# Assignment
The job is to find each line in the entries holding the string "never" and copy that line.

# Supplied material
//! Configuration shared by the agent and the controller.

use std::path::{Path, PathBuf};
use std::time::Duration;

use serde::{Deserialize, Serialize};

use crate::clipboard::ClipboardConfig;
use crate::codec::DEFAULT_MAX_FRAME;
use crate::reconnect::{BackoffPolicy, ReconnectConfig};
use crate::transfer::TransferConfig;

/// Top-level configuration loaded from a TOML file.
#[derive(Debug, Clone, Default, PartialEq, Serialize, Deserialize)]
#[serde(default)]
pub struct RelayConfig {
    pub network: NetworkConfig,
    pub reconnect: ReconnectSection,
    pub transfer: TransferSection,
    pub clipboard: ClipboardSection,
    pub logging: LoggingConfig,
}

/// Network configuration.
#[derive(Debug, Clone, PartialEq, Serialize, Deserialize)]
#[serde(default)]
pub struct NetworkConfig {
    /// Address the agent binds and the controller dials.
    pub address: String,
    /// Largest frame accepted from the peer, in bytes.
    pub max_frame_bytes: usize,
    /// Dial timeout in milliseconds.
    pub connect_timeout_ms: u64,
}

/// Reconnection backoff.
#[derive(Debug, Clone, PartialEq, Serialize, Deserialize)]
#[serde(default)]
pub struct ReconnectSection {
    pub max_retries: u32,
    pub base_delay_ms: u64,
    pub max_delay_ms: u64,
    pub multiplier: f64,
}

/// File transfer settings.
#[derive(Debug, Clone, PartialEq, Serialize, Deserialize)]
#[serde(default)]
pub struct TransferSection {
    /// Directory received files are written to.
    pub download_dir: PathBuf,
    /// Directory the peer may fetch files from. Unset refuses every request.
    #[serde(skip_serializing_if = "Option::is_none")]
    pub share_dir: Option<PathBuf>,
    pub chunk_size: usize,
    /// Abandon inbound transfers idle this long (0 = never).
    pub idle_timeout_secs: u64,
    pub sweep_interval_secs: u64,
    /// Reject completions whose size differs from the announced one.
    pub verify_size: bool,
}

/// Clipboard sync settings.
#[derive(Debug, Clone, PartialEq, Serialize, Deserialize)]
#[serde(default)]
pub struct ClipboardSection {
    pub enabled: bool,
    pub poll_interval_ms: u64,
    pub max_text_bytes: usize,
    pub max_image_bytes: usize,
    pub watch_images: bool,
}

/// Logging settings.
#[derive(Debug, Clone, PartialEq, Serialize, Deserialize)]
#[serde(default)]
pub struct LoggingConfig {
    /// Log level: "trace", "debug", "info", "warn", "error".
    pub level: String,
}

// ── Defaults ─────────────────────────────────────────────────────

impl Default for NetworkConfig {
    fn default() -> Self {
        Self {
            address: "127.0.0.1:7340".into(),
            max_frame_bytes: DEFAULT_MAX_FRAME,
            connect_timeout_ms: 5000,
        }
    }
}

impl Default for ReconnectSection {
    fn default() -> Self {
        Self {
            max_retries: 10,
            base_delay_ms: 1000,
            max_delay_ms: 30_000,
            multiplier: 2.0,
        }
    }
}

impl Default for TransferSection {
    fn default() -> Self {
        let defaults = TransferConfig::default();
        Self {
            download_dir: defaults.download_dir,
            share_dir: defaults.share_dir,
            chunk_size: defaults.chunk_size,
            idle_timeout_secs: 120,
            sweep_interval_secs: 10,
            verify_size: true,
        }
    }
}

impl Default for ClipboardSection {
    fn default() -> Self {
        let defaults = ClipboardConfig::default();
        Self {
            enabled: defaults.enabled,
            poll_interval_ms: 500,
            max_text_bytes: defaults.max_text_bytes,
            max_image_bytes: defaults.max_image_bytes,
            watch_images: defaults.watch_images,
        }
    }
}

impl Default for LoggingConfig {
    fn default() -> Self {
        Self {
            level: "info".into(),
        }
    }
}

// ── Loading ──────────────────────────────────────────────────────

impl RelayConfig {
    /// Load configuration from a TOML file, falling back to defaults.
    pub fn load(path: &Path) -> Self {
        match std::fs::read_to_string(path) {
            Ok(contents) => toml::from_str(&contents).unwrap_or_else(|e| {
                tracing::warn!("invalid config {}: {e}; using defaults", path.display());
                Self::default()
            }),
            Err(_) => {
                tracing::info!("no config at {}; using defaults", path.display());
                Self::default()
            }
        }
    }

    /// The defaults as pretty TOML.
    pub fn default_toml() -> Result<String, toml::ser::Error> {
        toml::to_string_pretty(&Self::default())
    }

    /// Write the default configuration to a file (for bootstrapping).
    pub fn write_default(path: &Path) -> std::io::Result<()> {
        let text = Self::default_toml().map_err(std::io::Error::other)?;
        std::fs::write(path, text)
    }

    pub fn connect_timeout(&self) -> Duration {
        Duration::from_millis(self.network.connect_timeout_ms.max(1))
    }

    pub fn reconnect_config(&self) -> ReconnectConfig {
        let r = &self.reconnect;
        ReconnectConfig {
            max_retries: r.max_retries,
            backoff: BackoffPolicy {
                base_delay: Duration::from_millis(r.base_delay_ms),
                max_delay: Duration::from_millis(r.max_delay_ms),
                multiplier: r.multiplier,
            },
        }
    }

    pub fn transfer_config(&self) -> TransferConfig {
        let t = &self.transfer;
        TransferConfig {
            download_dir: t.download_dir.clone(),
            share_dir: t.share_dir.clone(),
            chunk_size: t.chunk_size.max(1),
            idle_timeout: (t.idle_timeout_secs > 0).then(|| Duration::from_secs(t.idle_timeout_secs)),
            sweep_interval: Duration::from_secs(t.sweep_interval_secs.max(1)),
            verify_size: t.verify_size,
        }
    }

    pub fn clipboard_config(&self) -> ClipboardConfig {
        let c = &self.clipboard;
        ClipboardConfig {
            enabled: c.enabled,
            poll_interval: Duration::from_millis(c.poll_interval_ms.max(10)),
            max_text_bytes: c.max_text_bytes,
            max_image_bytes: c.max_image_bytes,
            watch_images: c.watch_images,
        }
    }
}

// ── Tests ────────────────────────────────────────────────────────

#[cfg(test)]
mod tests {
    use super::*;

    #[test]
    fn default_config_serializes() {
        let text = RelayConfig::default_toml().unwrap();
        assert!(text.contains("address"));
        assert!(text.contains("max_retries"));
        assert!(text.contains("download_dir"));
    }

    #[test]
    fn roundtrip_config() {
        let text = RelayConfig::default_toml().unwrap();
        let parsed: RelayConfig = toml::from_str(&text).unwrap();
        assert_eq!(parsed, RelayConfig::default());
    }

    #[test]
    fn partial_file_keeps_other_defaults() {
        let parsed: RelayConfig = toml::from_str(
            "[reconnect]\nmax_retries = 3\n\n[transfer]\nidle_timeout_secs = 0\n",
        )
        .unwrap();
        assert_eq!(parsed.reconnect.max_retries, 3);
        assert_eq!(parsed.reconnect.base_delay_ms, 1000);
        assert_eq!(parsed.transfer_config().idle_timeout, None);
        assert_eq!(parsed.network.address, "127.0.0.1:7340");
    }

    #[test]
    fn share_dir_is_optional() {
        assert_eq!(RelayConfig::default().transfer_config().share_dir, None);
        let parsed: RelayConfig =
            toml::from_str("[transfer]\nshare_dir = \"/srv/outbox\"\n").unwrap();
        assert_eq!(
            parsed.transfer_config().share_dir,
            Some(PathBuf::from("/srv/outbox"))
        );
    }

    #[test]
    fn component_configs_match_defaults() {
        let cfg = RelayConfig::default();
        assert_eq!(cfg.reconnect_config(), ReconnectConfig::default());
        assert_eq!(cfg.transfer_config(), TransferConfig::default());
        assert_eq!(cfg.clipboard_config(), ClipboardConfig::default());
    }

    #[test]
    fn load_falls_back_on_missing_or_invalid_file() {
        let dir = tempfile::tempdir().unwrap();
        assert_eq!(
            RelayConfig::load(&dir.path().join("absent.toml")),
            RelayConfig::default()
        );

        let bad = dir.path().join("bad.toml");
        std::fs::write(&bad, "network = 12").unwrap();
        assert_eq!(RelayConfig::load(&bad), RelayConfig::default());
    }

    #[test]
    fn write_default_produces_loadable_file() {
        let dir = tempfile::tempdir().unwrap();
        let path = dir.path().join("relay.toml");
        RelayConfig::write_default(&path).unwrap();
        assert_eq!(RelayConfig::load(&path), RelayConfig::default());
    }
}
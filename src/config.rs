/*
    ABSTRACT: Runtime configuration for the message buses. Hosts can embed `BusConfig` in their
    own serde config files, or read it from the process environment.
*/
use crate::error::{BusError, Result};
use serde::{Deserialize, Serialize};
use std::fmt;
use std::str::FromStr;

/// Environment variable holding the `FailurePolicy` (`lenient` or `strict`)
pub const FAILURE_POLICY_ENV: &str = "MISSIVE_FAILURE_POLICY";
/// Environment variable toggling panic isolation (`true`/`false`, `1`/`0`, `yes`/`no`, `on`/`off`)
pub const ISOLATE_PANICS_ENV: &str = "MISSIVE_ISOLATE_PANICS";

/// How `send` reports listeners that failed
#[derive(Debug, Clone, Copy, Eq, PartialEq, Hash, Default, Serialize, Deserialize)]
#[serde(rename_all = "snake_case")]
pub enum FailurePolicy {
    /// Failures are logged and counted in the `DispatchOutcome`; `send` still succeeds
    #[default]
    Lenient,
    /// Failures are logged and returned as `BusError::Dispatch` once every listener has run
    Strict,
}

impl FromStr for FailurePolicy {
    type Err = BusError;

    fn from_str(s: &str) -> Result<Self> {
        match s.trim().to_ascii_lowercase().as_str() {
            "lenient" => Ok(FailurePolicy::Lenient),
            "strict" => Ok(FailurePolicy::Strict),
            other => Err(BusError::InvalidConfig(format!(
                "unknown failure policy `{}`",
                other
            ))),
        }
    }
}

impl fmt::Display for FailurePolicy {
    fn fmt(&self, f: &mut fmt::Formatter<'_>) -> fmt::Result {
        match self {
            FailurePolicy::Lenient => f.write_str("lenient"),
            FailurePolicy::Strict => f.write_str("strict"),
        }
    }
}

/// Configuration shared by both bus flavours
#[derive(Debug, Clone, Copy, Eq, PartialEq, Serialize, Deserialize)]
#[serde(default)]
pub struct BusConfig {
    pub failure_policy: FailurePolicy,
    /// Catch listener panics and treat them as failures instead of unwinding into the publisher
    pub isolate_panics: bool,
}

impl Default for BusConfig {
    fn default() -> Self {
        Self {
            failure_policy: FailurePolicy::Lenient,
            isolate_panics: true,
        }
    }
}

impl BusConfig {
    /// Default configuration with `FailurePolicy::Strict`
    pub fn strict() -> Self {
        Self::default().with_failure_policy(FailurePolicy::Strict)
    }

    pub fn with_failure_policy(mut self, failure_policy: FailurePolicy) -> Self {
        self.failure_policy = failure_policy;
        self
    }

    pub fn with_isolate_panics(mut self, isolate_panics: bool) -> Self {
        self.isolate_panics = isolate_panics;
        self
    }

    /// Builds a configuration from `MISSIVE_FAILURE_POLICY` and `MISSIVE_ISOLATE_PANICS`,
    /// falling back to the defaults for unset variables.
    pub fn from_env() -> Result<Self> {
        Self::from_lookup(|key| std::env::var(key).ok())
    }

    /// Same as `from_env`, reading values through `lookup`
    pub fn from_lookup<F>(lookup: F) -> Result<Self>
    where
        F: Fn(&str) -> Option<String>,
    {
        let mut config = Self::default();
        if let Some(policy) = lookup(FAILURE_POLICY_ENV) {
            config.failure_policy = policy.parse()?;
        }
        if let Some(isolate) = lookup(ISOLATE_PANICS_ENV) {
            config.isolate_panics = parse_flag(ISOLATE_PANICS_ENV, &isolate)?;
        }
        Ok(config)
    }
}

fn parse_flag(key: &str, value: &str) -> Result<bool> {
    match value.trim().to_ascii_lowercase().as_str() {
        "1" | "true" | "yes" | "on" => Ok(true),
        "0" | "false" | "no" | "off" => Ok(false),
        other => Err(BusError::InvalidConfig(format!(
            "{} expects a boolean, got `{}`",
            key, other
        ))),
    }
}
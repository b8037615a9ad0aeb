/*
    ABSTRACT: Definition of the thread-safe message bus and its supporting datatypes to
    deliver missives (see missive.rs) from publishers (see publish.rs) to listeners
    (see listener.rs and subscribe.rs)
*/
use crate::{
    config::BusConfig,
    error::{BusError, Result},
    sync::{
        types::{ChannelMap, ListenerList},
        Listener,
    },
    types::{execute_listeners, DispatchOutcome},
    Missive,
};
use parking_lot::Mutex;
use std::any::TypeId;
use tracing::{debug, trace};

struct Registry {
    open: bool,
    channels: ChannelMap,
}

impl Registry {
    fn list<M: Missive>(&self) -> Option<&ListenerList<M>> {
        self.channels
            .get(&TypeId::of::<M>())
            .and_then(|list| list.downcast_ref::<ListenerList<M>>())
    }

    fn list_mut<M: Missive>(&mut self) -> Option<&mut ListenerList<M>> {
        self.channels
            .get_mut(&TypeId::of::<M>())
            .and_then(|list| list.downcast_mut::<ListenerList<M>>())
    }
}

/// Thread-safe datastructure responsible for dispatching missives from publishers to listeners
///
/// This keeps the respective Pub/Sub systems decoupled from each other
///
/// Share it as `Arc<MessageBus>` or by reference. A single lock guards the registry and is held only while
/// snapshotting or mutating it, never while a listener runs, so listeners may call back into the bus.
pub struct MessageBus {
    config: BusConfig,
    registry: Mutex<Registry>,
}

impl Default for MessageBus {
    fn default() -> Self {
        Self::open(BusConfig::default())
    }
}

impl MessageBus {
    pub fn open(config: BusConfig) -> Self {
        debug!(policy = %config.failure_policy, isolate_panics = config.isolate_panics, "message bus opened");
        Self {
            config,
            registry: Mutex::new(Registry {
                open: true,
                channels: ChannelMap::default(),
            }),
        }
    }

    pub fn config(&self) -> &BusConfig {
        &self.config
    }

    pub fn is_open(&self) -> bool {
        self.registry.lock().open
    }

    /// Drops every registration and refuses further use of this `MessageBus`
    ///
    /// ### Notes
    /// - Closing an already closed bus does nothing.
    pub fn close(&self) {
        let channels = {
            let mut registry = self.registry.lock();
            if !registry.open {
                return;
            }
            registry.open = false;
            std::mem::take(&mut registry.channels)
        };
        debug!(channels = channels.len(), "message bus closed");
        drop(channels);
    }

    /// Adds the given `Listener` to the listener list of its missive type
    ///
    /// ### Returns
    /// - `bool`: `false` if a listener with the same id is already registered for `M`, or if the bus is closed.
    pub fn add_listener<M: Missive>(&self, listener: &Listener<M>) -> bool {
        let mut registry = self.registry.lock();
        if !registry.open {
            debug!(missive = M::name(), listener = %listener.id(), "bus is closed, listener refused");
            return false;
        }
        let Some(list) = registry
            .channels
            .entry(TypeId::of::<M>())
            .or_insert_with(|| Box::new(ListenerList::<M>::new()))
            .downcast_mut::<ListenerList<M>>()
        else {
            return false;
        };
        // A dropped subscriber may have left its id behind
        list.retain(Listener::is_alive);
        if list.iter().any(|registered| registered.id() == listener.id()) {
            trace!(missive = M::name(), listener = %listener.id(), "listener already registered");
            return false;
        }
        list.push(listener.clone());
        debug!(missive = M::name(), listener = %listener.id(), listeners = list.len(), "listener added");
        true
    }

    /// Removes the given `Listener` from the listener list of its missive type
    ///
    /// ### Notes
    /// - Registration order of the remaining listeners is preserved.
    /// - A dispatch already in progress still reaches this listener if its snapshot contains it.
    ///
    /// ### Returns
    /// - `bool`: `true` if the listener was registered and has been removed.
    pub fn remove_listener<M: Missive>(&self, listener: &Listener<M>) -> bool {
        let removed = {
            let mut registry = self.registry.lock();
            let Some(list) = registry.list_mut::<M>() else {
                return false;
            };
            let Some(idx) = list
                .iter()
                .position(|registered| registered.id() == listener.id())
            else {
                return false;
            };
            let removed = list.remove(idx);
            let remaining = list.len();
            if remaining == 0 {
                registry.channels.remove(&TypeId::of::<M>());
            }
            debug!(missive = M::name(), listener = %listener.id(), listeners = remaining, "listener removed");
            removed
        };
        // Released outside of the lock, the callback's captures may call back into the bus on drop
        drop(removed);
        true
    }

    /// Removes every `Listener` registered for `M`, returning how many live ones there were
    pub fn remove_all_listeners<M: Missive>(&self) -> usize {
        let removed = self.registry.lock().channels.remove(&TypeId::of::<M>());
        let count = removed
            .as_ref()
            .and_then(|list| list.downcast_ref::<ListenerList<M>>())
            .map_or(0, |list| list.iter().filter(|l| l.is_alive()).count());
        if count > 0 {
            debug!(missive = M::name(), listeners = count, "all listeners removed");
        }
        count
    }

    /// Removes all listeners from this `MessageBus`, leaving it open
    pub fn clear(&self) {
        let channels = std::mem::take(&mut self.registry.lock().channels);
        debug!(channels = channels.len(), "message bus cleared");
        drop(channels);
    }

    /// Number of live listeners registered for `M`
    pub fn listener_count<M: Missive>(&self) -> usize {
        self.registry
            .lock()
            .list::<M>()
            .map_or(0, |list| list.iter().filter(|l| l.is_alive()).count())
    }

    pub fn has_listeners<M: Missive>(&self) -> bool {
        self.listener_count::<M>() > 0
    }

    /// Dispatches the given missive to every `Listener` registered for its exact type, in registration order,
    /// on the calling thread
    ///
    /// ### Notes
    /// - The listener list is snapshotted under the lock, which is released before the first invocation.
    /// - Automatically removes any dropped subscribers encountered during the dispatch.
    /// - Failing listeners never stop the rest of the snapshot. How they are reported depends on `BusConfig::failure_policy`.
    pub fn send<M: Missive>(&self, missive: &M) -> Result<DispatchOutcome> {
        let snapshot: ListenerList<M> = {
            let registry = self.registry.lock();
            if !registry.open {
                return Err(BusError::Closed);
            }
            match registry.list::<M>() {
                Some(list) => list.clone(),
                None => {
                    trace!(missive = M::name(), "no listeners");
                    return Ok(DispatchOutcome::NotNeeded);
                }
            }
        };
        trace!(missive = M::name(), listeners = snapshot.len(), "dispatching");

        let run = execute_listeners(&snapshot, missive, &self.config);
        if run.requires_cleanup() {
            self.prune_dropped::<M>();
        }
        run.finish(self.config.failure_policy)
    }

    fn prune_dropped<M: Missive>(&self) {
        let mut registry = self.registry.lock();
        let Some(list) = registry.list_mut::<M>() else {
            return;
        };
        let before = list.len();
        list.retain(Listener::is_alive);
        let remaining = list.len();
        if remaining == 0 {
            registry.channels.remove(&TypeId::of::<M>());
        }
        debug!(missive = M::name(), pruned = before - remaining, "dropped subscribers pruned");
    }
}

# Expected answer
    /// Abandon inbound transfers idle this long (0 = never).
/// snapshotting or mutating it, never while a listener runs, so listeners may call back into the bus.
    /// - Failing listeners never stop the rest of the snapshot. How they are reported depends on `BusConfig::failure_policy`.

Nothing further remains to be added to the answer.